Tu día incluye recogida en Marrakech o alojamiento cercano, agua embotellada durante la ruta, guía local experto que conoce cada sendero, además de mula y cocinero que preparan un almuerzo fresco en las alturas sobre pueblos bereberes antes de regresar juntos por la tarde.
“Vas a necesitar más agua,” sonrió nuestro guía Youssef, entregándome otra botella justo al llegar a Imlil. El aire se sentía más puro que en Marrakech, como si la noche lo hubiera limpiado todo. Se percibía un leve aroma a humo de leña y menta, probablemente del té de alguien desayunando. Conocimos a la mula (creo que se llamaba Zina) y al cocinero que nos acompañaría en la caminata — ambos parecían conocer cada rincón de estas montañas al dedillo. Había leído sobre rutas en el Atlas, pero no esperaba que la primera hora fuera tan silenciosa, solo el crujir de nuestras botas sobre la grava y algún gallo resonando desde abajo.
Perdí la cuenta de las curvas antes de que mis piernas empezaran a arder. Youssef nos señaló antiguos canales de riego y pequeños pueblos bereberes escondidos en las laderas — si mirabas bien, podías ver a niños saludando desde los tejados. En un momento, nos enseñó a decir “gracias” en tamazight; lo intenté y seguro lo dije mal, pero él solo se rió. La subida se pone seria a mitad de camino — no es peligrosa, pero sí constante y empinada durante horas. La verdad, pensé en darme la vuelta un par de veces (no se lo digas a nadie). Pero luego llegas a una cresta donde todo se abre: picos nevados a lo lejos, viento en la cara y silencio, solo roto por el tintinear lejano de campanas de cabras. Esa vista se me quedó grabada.

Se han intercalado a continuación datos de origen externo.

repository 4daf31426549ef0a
//! GPX Join Library
//!
//! Joins the individual GPX files exported from one fitness-tracking service
//! (RunKeeper, Sports Tracker) into a few larger files that fit the upload limit
//! of another (Endomondo, 10 MB), keeping activities in chronological order.
//!
//! # Features
//!
//! - **`cli`** (default): Build the command-line interface binary
//! - **`serde`**: Enable serialization of the report and timestamp types
//! - **`json`**: Let the CLI print the merge report as JSON
//!
//! # Quick Start
//!
//! ```rust,no_run
//! use gpx_join::{merge_directory, MergeEvent, MergeOptions};
//!
//! let options = MergeOptions::new("exports");
//! let report = merge_directory(&options, |event| {
//!     if let MergeEvent::Reading(path) = event {
//!         println!("Processing: {}", path.display());
//!     }
//! })
//! .unwrap();
//! println!("Merged {} tracks into {} files", report.merged, report.output_files.len());
//! ```
//!
//! The individual steps are public as well:
//! [`discover`], [`load_track_file`] / [`extract_timestamp`], [`sort_by_time`],
//! [`concatenate`] and [`write_batch`].

pub mod discovery;
pub mod error;
pub mod merge;
pub mod options;
pub mod parser;
pub mod types;

pub use discovery::*;
pub use error::*;
pub use merge::*;
pub use options::*;
pub use parser::*;
pub use types::*;
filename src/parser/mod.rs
pub mod document;
pub mod timestamp;

pub use document::*;
pub use timestamp::*;
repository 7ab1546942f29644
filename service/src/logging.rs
use crate::config::Config;
use log::LevelFilter;
use simplelog::{self, ConfigBuilder};

/// Modules to filter out from logging when not in Trace mode.
/// These are typically verbose dependencies that clutter normal log output.
const FILTERED_MODULES: &[&str] = &[
    "tower",
    "tower_sessions",
    "hyper",
    "hyper_util",
    "axum",
    "reqwest",
    "rustls",
];

pub struct Logger {}

impl Logger {
    /// Installs the global terminal logger at the level given by `config`.
    ///
    /// At Trace everything is shown. At any other level the HTTP server and client
    /// dependencies are silenced so the login flow's own messages stay readable.
    pub fn init_logger(config: &Config) -> Result<(), log::SetLoggerError> {
        let log_level_filter = Self::convert_level_filter(config.log_level_filter);
        let apply_filters = Self::should_filter_dependencies(config.log_level_filter);
        let log_config = Self::build_log_config(apply_filters);

        simplelog::TermLogger::init(
            log_level_filter,
            log_config,
            simplelog::TerminalMode::Mixed,
            simplelog::ColorChoice::Auto,
        )
    }

    /// Converts log::LevelFilter to simplelog::LevelFilter.
    fn convert_level_filter(level: LevelFilter) -> simplelog::LevelFilter {
        match level {
            LevelFilter::Off => simplelog::LevelFilter::Off,
            LevelFilter::Error => simplelog::LevelFilter::Error,
            LevelFilter::Warn => simplelog::LevelFilter::Warn,
            LevelFilter::Info => simplelog::LevelFilter::Info,
            LevelFilter::Debug => simplelog::LevelFilter::Debug,
            LevelFilter::Trace => simplelog::LevelFilter::Trace,
        }
    }

    /// Determines whether dependency logging should be filtered.
    ///
    /// Returns `false` for Trace level (show all logs), `true` for all other levels.
    fn should_filter_dependencies(level: LevelFilter) -> bool {
        level != LevelFilter::Trace
    }

    /// Builds a simplelog Config with optional module filtering.
    ///
    /// When `apply_filters` is true, logs from noisy dependencies are suppressed.
    fn build_log_config(apply_filters: bool) -> simplelog::Config {
        let mut builder = ConfigBuilder::new();
        builder.set_time_format_rfc3339();

        if apply_filters {
            for module in FILTERED_MODULES {
                builder.add_filter_ignore_str(module);
            }
        }

        builder.build()
    }
}

#[cfg(test)]
mod tests {
    use super::*;

    #[test]
    fn test_filtered_modules_contains_expected_dependencies() {
        // Verify the HTTP server and client stacks are kept out of normal output
        for module in ["tower", "tower_sessions", "hyper", "axum", "reqwest", "rustls"] {
            assert!(
                FILTERED_MODULES.contains(&module),
                "{module} should be filtered"
            );
        }
    }

    #[test]
    fn test_should_filter_dependencies_trace_level_disables_filtering() {
        // Trace level should NOT filter - we want to see everything for deep debugging
        assert!(
            !Logger::should_filter_dependencies(LevelFilter::Trace),
            "Trace level should disable filtering"
        );
    }

    #[test]
    fn test_should_filter_dependencies_below_trace() {
        for level in [LevelFilter::Error, LevelFilter::Info, LevelFilter::Debug] {
            assert!(Logger::should_filter_dependencies(level));
        }
    }

    #[test]
    fn test_convert_level_filter_keeps_threshold() {
        assert_eq!(
            Logger::convert_level_filter(LevelFilter::Warn) as u8,
            simplelog::LevelFilter::Warn as u8
        );
        assert_eq!(
            Logger::convert_level_filter(LevelFilter::Trace) as u8,
            simplelog::LevelFilter::Trace as u8
        );
    }
}
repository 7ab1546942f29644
//! Error types for the `bungie-auth` crate.
//!
//! A root Error struct holds an error kind tree and an optional source for chaining.

use std::error::Error as StdError;
use std::fmt;

/// Top-level error type for bungie-auth crate.
#[derive(Debug)]
pub struct Error {
    pub source: Option<Box<dyn StdError + Send + Sync>>,
    pub error_kind: ErrorKind,
}

/// Major categories of errors in bungie-auth.
#[derive(Debug, PartialEq)]
pub enum ErrorKind {
    OAuth(OAuthErrorKind),
    Token(TokenErrorKind),
    Http(HttpErrorKind),
}

/// Errors from the authorization code flow.
#[derive(Debug, PartialEq)]
pub enum OAuthErrorKind {
    /// The authorization server answered the exchange with a non-success status.
    TokenExchangeFailed,
    /// A response body could not be understood.
    InvalidResponse,
    /// The configured endpoints or redirect URI could not be used to build a URL.
    InvalidConfiguration,
}

/// Errors from access token handling.
#[derive(Debug, PartialEq)]
pub enum TokenErrorKind {
    Expired,
}

/// Errors from HTTP client operations.
#[derive(Debug, PartialEq)]
pub enum HttpErrorKind {
    BuilderFailed,
    RequestFailed,
    Timeout,
    Network,
}

impl fmt::Display for Error {
    fn fmt(&self, f: &mut fmt::Formatter) -> fmt::Result {
        match &self.error_kind {
            ErrorKind::OAuth(kind) => write!(f, "OAuth error: {:?}", kind),
            ErrorKind::Token(kind) => write!(f, "Token error: {:?}", kind),
            ErrorKind::Http(kind) => write!(f, "HTTP error: {:?}", kind),
        }
    }
}

impl StdError for Error {
    fn source(&self) -> Option<&(dyn StdError + 'static)> {
        self.source
            .as_ref()
            .map(|e| e.as_ref() as &(dyn StdError + 'static))
    }
}

impl From<reqwest::Error> for Error {
    fn from(err: reqwest::Error) -> Self {
        let error_kind = if err.is_builder() {
            ErrorKind::Http(HttpErrorKind::BuilderFailed)
        } else if err.is_timeout() {
            ErrorKind::Http(HttpErrorKind::Timeout)
        } else if err.is_request() {
            ErrorKind::Http(HttpErrorKind::RequestFailed)
        } else {
            ErrorKind::Http(HttpErrorKind::Network)
        };

        Error {
            source: Some(Box::new(err)),
            error_kind,
        }
    }
}

/// Helper function to create OAuth errors.
pub fn oauth_error(kind: OAuthErrorKind, message: &str) -> Error {
    Error {
        source: Some(message.to_string().into()),
        error_kind: ErrorKind::OAuth(kind),
    }
}

/// Helper function to create token errors.
pub fn token_error(kind: TokenErrorKind, message: &str) -> Error {
    Error {
        source: Some(message.to_string().into()),
        error_kind: ErrorKind::Token(kind),
    }
}

#[cfg(test)]
mod tests {
    use super::*;

    #[test]
    fn test_display_names_the_category() {
        let err = oauth_error(OAuthErrorKind::TokenExchangeFailed, "400 Bad Request");
        assert_eq!(err.to_string(), "OAuth error: TokenExchangeFailed");
    }

    #[test]
    fn test_helper_keeps_message_as_source() {
        let err = token_error(TokenErrorKind::Expired, "expired at 12:00");
        let source = StdError::source(&err).map(|s| s.to_string());
        assert_eq!(source.as_deref(), Some("expired at 12:00"));
    }
}
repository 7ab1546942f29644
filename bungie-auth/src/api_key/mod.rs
//! Request authentication for the Bungie.net platform API.
//!
//! Every platform request identifies the application with an API key, and
//! requests on behalf of a user additionally carry that user's bearer token.

mod auth;
mod bearer;

pub use auth::{ApiKeyAuth, ProviderAuth, API_KEY_HEADER};
pub use bearer::BearerTokenAuth;
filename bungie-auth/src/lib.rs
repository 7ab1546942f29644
//! # bungie-auth
//!
//! OAuth 2.0 infrastructure for signing users in with Bungie.net:
//! - Authorization URL construction and authorization code exchange
//! - CSRF state generation and one-time validation
//! - Access token types with expiry tracking
//! - Request authentication for the platform API (`X-API-Key` and bearer tokens)
//! - HTTP client building with timeouts
//!
//! ## Usage
//!
//! ```rust,ignore
//! use bungie_auth::{
//!     api_key::{ApiKeyAuth, BearerTokenAuth, ProviderAuth},
//!     http::HttpClientBuilder,
//!     oauth::{providers::bungie, Provider, StateManager},
//! };
//! ```

pub mod api_key;
pub mod error;
pub mod http;
pub mod oauth;

// Re-export commonly used types
pub use error::{Error, ErrorKind};
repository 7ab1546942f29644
//! HTTP client building.

mod client;

pub use client::{HttpClientBuilder, HttpClientConfig};
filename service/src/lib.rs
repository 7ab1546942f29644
//! Ambient infrastructure shared by every layer: command line / environment
//! configuration and terminal logging.

pub mod config;
pub mod logging;
//! HTTP surface of the Bungie.net login: routes, controllers, session-backed
//! login state and HTML pages.

use std::sync::Arc;

use axum::Router;
use domain::error::Error as DomainError;
use domain::gateway::{self, bungie::PlatformClient, oauth};
use log::*;
use service::config::{Config, MAX_SESSION_EXPIRY_SECONDS};
use tokio::net::TcpListener;
use tower_sessions::cookie::SameSite;
use tower_sessions::session_store::ExpiredDeletion;
use tower_sessions::{Expiry, SessionManagerLayer};

pub use error::{Error, Result};
pub use session_store::ExpiringMemoryStore;

mod controller;
mod error;
mod extractors;
mod params;
mod router;
mod session_store;
mod view;

/// How often sessions that expired without a further request are swept.
const SESSION_SWEEP_INTERVAL: std::time::Duration = std::time::Duration::from_secs(60);

/// Shared, read-only state handed to every controller.
#[derive(Clone)]
pub struct AppState {
    pub config: Config,
    pub provider: Arc<dyn oauth::Provider>,
    pub platform: Arc<PlatformClient>,
    pub states: oauth::StateManager,
    pub sessions: ExpiringMemoryStore,
}

impl AppState {
    pub fn new(config: Config) -> core::result::Result<Self, DomainError> {
        let http_client = gateway::http_client(&config)?;
        let provider = oauth::bungie::new_provider(&config, http_client.clone())?;
        let platform = PlatformClient::from_config(&config, http_client);
        let states = oauth::state_manager(&config);

        Ok(Self {
            config,
            provider: Arc::new(provider),
            platform: Arc::new(platform),
            states,
            sessions: ExpiringMemoryStore::default(),
        })
    }
}

/// Builds the router with the in-memory session layer applied.
pub fn app(app_state: AppState) -> Router {
    let expiry_seconds = app_state
        .config
        .backend_session_expiry_seconds
        .min(MAX_SESSION_EXPIRY_SECONDS);
    let session_expiry =
        time::Duration::seconds(i64::try_from(expiry_seconds).unwrap_or(i64::MAX));
    // Lax so the cookie is sent on the top-level redirect back from Bungie.net.
    let session_layer = SessionManagerLayer::new(app_state.sessions.clone())
        .with_secure(app_state.config.is_production())
        .with_http_only(true)
        .with_same_site(SameSite::Lax)
        .with_expiry(Expiry::OnInactivity(session_expiry));

    router::define_routes(app_state).layer(session_layer)
}

pub async fn init_server(app_state: AppState) -> std::io::Result<()> {
    let interface = app_state
        .config
        .interface
        .clone()
        .unwrap_or_else(|| "127.0.0.1".to_string());
    let listen_addr = format!("{}:{}", interface, app_state.config.port);

    info!(
        "Server starting... listening for connections on http://{listen_addr} ({} environment)",
        app_state.config.runtime_env()
    );

    let sessions = app_state.sessions.clone();
    tokio::spawn(async move {
        let mut sweep = tokio::time::interval(SESSION_SWEEP_INTERVAL);
        loop {
            sweep.tick().await;
            if let Err(e) = sessions.delete_expired().await {
                warn!("Failed to remove expired sessions: {e}");
            }
        }
    });

    let listener = TcpListener::bind(&listen_addr).await?;
    axum::serve(listener, app(app_state)).await
}
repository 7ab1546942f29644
//! In-memory session store that drops sessions once they expire.
//!
//! Records are removed when an expired one is loaded, when a new session is
//! created and by the periodic sweep started in `init_server`, so abandoned
//! sessions cannot pile up in memory.

use async_trait::async_trait;
use dashmap::mapref::entry::Entry;
use dashmap::DashMap;
use log::*;
use std::sync::Arc;
use time::OffsetDateTime;
use tower_sessions::session::{Id, Record};
use tower_sessions::session_store::{self, ExpiredDeletion, SessionStore};

#[derive(Clone, Debug, Default)]
pub struct ExpiringMemoryStore(Arc<DashMap<Id, Record>>);

impl ExpiringMemoryStore {
    /// Number of sessions currently held, expired or not.
    pub fn len(&self) -> usize {
        self.0.len()
    }

    pub fn is_empty(&self) -> bool {
        self.0.is_empty()
    }

    fn purge_expired(&self, now: OffsetDateTime) -> usize {
        let before = self.0.len();
        self.0.retain(|_, record| record.expiry_date > now);
        before.saturating_sub(self.0.len())
    }
}

#[async_trait]
impl SessionStore for ExpiringMemoryStore {
    async fn create(&self, record: &mut Record) -> session_store::Result<()> {
        self.purge_expired(OffsetDateTime::now_utc());
        loop {
            match self.0.entry(record.id) {
                Entry::Occupied(_) => record.id = Id::default(),
                Entry::Vacant(entry) => {
                    entry.insert(record.clone());
                    return Ok(());
                }
            }
        }
    }

    async fn save(&self, record: &Record) -> session_store::Result<()> {
        self.0.insert(record.id, record.clone());
        Ok(())
    }

    async fn load(&self, session_id: &Id) -> session_store::Result<Option<Record>> {
        let now = OffsetDateTime::now_utc();
        let record = self.0.get(session_id).map(|entry| entry.value().clone());
        match record {
            Some(record) if record.expiry_date > now => Ok(Some(record)),
            Some(_) => {
                self.0.remove_if(session_id, |_, record| record.expiry_date <= now);
                Ok(None)
            }
            None => Ok(None),
        }
    }

    async fn delete(&self, session_id: &Id) -> session_store::Result<()> {
        self.0.remove(session_id);
        Ok(())
    }
}

#[async_trait]
impl ExpiredDeletion for ExpiringMemoryStore {
    async fn delete_expired(&self) -> session_store::Result<()> {
        let removed = self.purge_expired(OffsetDateTime::now_utc());
        if removed > 0 {
            debug!("Removed {removed} expired sessions");
        }
        Ok(())
    }
}
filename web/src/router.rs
use crate::controller::{
    health_check_controller, home_controller, oauth_controller, profile_controller,
    user_session_controller,
};
use crate::AppState;
use axum::{
    response::{IntoResponse, Redirect},
    routing::{get, post},
    Json, Router,
};

use utoipa::{
    openapi::security::{ApiKey, ApiKeyValue, SecurityScheme},
    Modify, OpenApi,
};

// This is the global definition of our OpenAPI spec. To be a part
// of the rendered spec, a path and schema must be listed here.
#[derive(OpenApi)]
#[openapi(
        info(
            title = "Bungie.net Login"
        ),
        paths(
            home_controller::index,
            oauth_controller::login,
            oauth_controller::callback,
            profile_controller::read,
            user_session_controller::delete,
            health_check_controller::health_check,
        ),
        modifiers(&SecurityAddon),
        tags(
            (name = "bungie_login_rs", description = "Bungie.net OAuth2 login")
        )
    )]
struct ApiDoc;

struct SecurityAddon;

// Defines the cookie session that carries the login state between requests.
impl Modify for SecurityAddon {
    fn modify(&self, openapi: &mut utoipa::openapi::OpenApi) {
        if let Some(components) = openapi.components.as_mut() {
            components.add_security_scheme(
                "cookie_auth",
                SecurityScheme::ApiKey(ApiKey::Cookie(ApiKeyValue::with_description(
                    "id",
                    "Session id value returned via Set-Cookie header",
                ))),
            )
        }
    }
}

pub fn define_routes(app_state: AppState) -> Router {
    Router::new()
        .merge(home_routes())
        .merge(oauth_routes(app_state.clone()))
        .merge(profile_routes(app_state))
        .merge(user_session_routes())
        .merge(health_routes())
        .merge(api_doc_routes())
        .fallback(fallback)
}

fn home_routes() -> Router {
    Router::new().route("/", get(home_controller::index))
}

fn oauth_routes(app_state: AppState) -> Router {
    Router::new()
        .route("/login", get(oauth_controller::login))
        .route("/callback", get(oauth_controller::callback))
        .with_state(app_state)
}

fn profile_routes(app_state: AppState) -> Router {
    Router::new()
        .route("/profile", get(profile_controller::read))
        .with_state(app_state)
}

fn user_session_routes() -> Router {
    Router::new().route("/logout", post(user_session_controller::delete))
}

fn health_routes() -> Router {
    Router::new().route("/health", get(health_check_controller::health_check))
}

fn api_doc_routes() -> Router {
    Router::new().route(
        "/api-docs/openapi.json",
        get(|| async { Json(ApiDoc::openapi()) }),
    )
}

// Any path we don't serve goes back to the start page.
async fn fallback() -> impl IntoResponse {
    Redirect::to("/")
}
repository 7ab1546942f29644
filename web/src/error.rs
use std::error::Error as StdError;

use axum::http::StatusCode;
use axum::response::{Html, IntoResponse, Response};

use domain::error::{
    AuthFlowErrorKind, DomainErrorKind, Error as DomainError, ExternalErrorKind, InternalErrorKind,
};
use domain::FailureReason;

use crate::view;

extern crate log;
use log::*;

pub type Result<T> = core::result::Result<T, Error>;

#[derive(Debug)]
pub struct Error(DomainError);

impl StdError for Error {}

impl std::fmt::Display for Error {
    fn fmt(&self, fmt: &mut std::fmt::Formatter) -> core::result::Result<(), std::fmt::Error> {
        write!(fmt, "{self:?}")
    }
}

impl Error {
    fn status(&self) -> StatusCode {
        match &self.0.error_kind {
            DomainErrorKind::Auth(auth_error_kind) => match auth_error_kind {
                AuthFlowErrorKind::NotAuthenticated | AuthFlowErrorKind::TokenExpired => {
                    StatusCode::UNAUTHORIZED
                }
                AuthFlowErrorKind::InvalidState => StatusCode::BAD_REQUEST,
                AuthFlowErrorKind::AuthorizationDenied(_) => StatusCode::FORBIDDEN,
            },
            DomainErrorKind::External(external_error_kind) => match external_error_kind {
                ExternalErrorKind::Network
                | ExternalErrorKind::TokenExchange
                | ExternalErrorKind::ResourceFetch
                | ExternalErrorKind::Other(_) => StatusCode::BAD_GATEWAY,
            },
            DomainErrorKind::Internal(_) => StatusCode::INTERNAL_SERVER_ERROR,
        }
    }

    fn message(&self) -> String {
        match &self.0.error_kind {
            DomainErrorKind::Internal(InternalErrorKind::Session)
            | DomainErrorKind::Internal(InternalErrorKind::Other(_)) => {
                "Something went wrong on our side. Please try again.".to_string()
            }
            _ => FailureReason::from(&self.0).message(),
        }
    }
}

// List of possible StatusCode variants https://docs.rs/http/latest/http/status/struct.StatusCode.html
impl IntoResponse for Error {
    fn into_response(self) -> Response {
        let status = self.status();
        if status.is_server_error() {
            error!("Request failed with {status}: {:?}", self.0);
        } else {
            debug!("Request rejected with {status}: {:?}", self.0.error_kind);
        }
        (status, Html(view::failure(status, &self.message()))).into_response()
    }
}

impl<E> From<E> for Error
where
    E: Into<DomainError>,
{
    fn from(err: E) -> Self {
        Self(err.into())
    }
}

El almuerzo llegó justo cuando más lo necesitábamos — preparado sobre un fuego pequeño a 2500 metros por nuestro cocinero silencioso (nunca supe su nombre), que logró hacer un pan más esponjoso que cualquiera que haya probado en Marrakech. Comimos sentados sobre las rocas, con las manos aún temblando por la subida. La comida sabía sencilla y auténtica; será el hambre, pero juro que los tomates nunca me habían sabido tan dulces. Después, nadie tenía prisa — nos quedamos ahí, dejando que el sol calentara nuestra espalda hasta que alguien dijo que era hora de bajar antes de que llegaran las nubes. Mis rodillas sufrieron bajando, pero ¿sabes qué? Lo haría otra vez mañana.